**Task description:** When you write out the records, keep every line exactly as it is.

(Saved entries)
+-------+

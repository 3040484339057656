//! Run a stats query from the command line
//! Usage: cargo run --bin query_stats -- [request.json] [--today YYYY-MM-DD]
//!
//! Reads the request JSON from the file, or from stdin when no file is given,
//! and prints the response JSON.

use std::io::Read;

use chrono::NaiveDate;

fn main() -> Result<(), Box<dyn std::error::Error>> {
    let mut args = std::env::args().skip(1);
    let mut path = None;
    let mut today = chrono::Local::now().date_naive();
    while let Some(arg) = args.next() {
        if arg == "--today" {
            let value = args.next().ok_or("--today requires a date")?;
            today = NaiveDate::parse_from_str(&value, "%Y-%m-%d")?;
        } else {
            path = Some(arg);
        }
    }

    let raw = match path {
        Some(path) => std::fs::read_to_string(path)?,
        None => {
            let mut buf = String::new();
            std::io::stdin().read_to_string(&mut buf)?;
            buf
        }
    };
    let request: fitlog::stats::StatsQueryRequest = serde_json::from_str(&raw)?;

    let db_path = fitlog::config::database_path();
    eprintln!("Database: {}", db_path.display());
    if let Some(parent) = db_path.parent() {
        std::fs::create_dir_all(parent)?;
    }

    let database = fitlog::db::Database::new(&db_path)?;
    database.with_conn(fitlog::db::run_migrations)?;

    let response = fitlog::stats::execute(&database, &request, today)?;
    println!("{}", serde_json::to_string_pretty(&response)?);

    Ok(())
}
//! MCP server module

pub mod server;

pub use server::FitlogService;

+-------+

**Result:**
repository 3040484339057656
//! Run a stats query from the command line
//! Usage: cargo run --bin query_stats -- [request.json] [--today YYYY-MM-DD]
//!
//! Reads the request JSON from the file, or from stdin when no file is given,
//! and prints the response JSON.

use std::io::Read;

use chrono::NaiveDate;

fn main() -> Result<(), Box<dyn std::error::Error>> {
    let mut args = std::env::args().skip(1);
    let mut path = None;
    let mut today = chrono::Local::now().date_naive();
    while let Some(arg) = args.next() {
        if arg == "--today" {
            let value = args.next().ok_or("--today requires a date")?;
            today = NaiveDate::parse_from_str(&value, "%Y-%m-%d")?;
        } else {
            path = Some(arg);
        }
    }

    let raw = match path {
        Some(path) => std::fs::read_to_string(path)?,
        None => {
            let mut buf = String::new();
            std::io::stdin().read_to_string(&mut buf)?;
            buf
        }
    };
    let request: fitlog::stats::StatsQueryRequest = serde_json::from_str(&raw)?;

    let db_path = fitlog::config::database_path();
    eprintln!("Database: {}", db_path.display());
    if let Some(parent) = db_path.parent() {
        std::fs::create_dir_all(parent)?;
    }

    let database = fitlog::db::Database::new(&db_path)?;
    database.with_conn(fitlog::db::run_migrations)?;

    let response = fitlog::stats::execute(&database, &request, today)?;
    println!("{}", serde_json::to_string_pretty(&response)?);

    Ok(())
}
//! MCP server module

pub mod server;

pub use server::FitlogService;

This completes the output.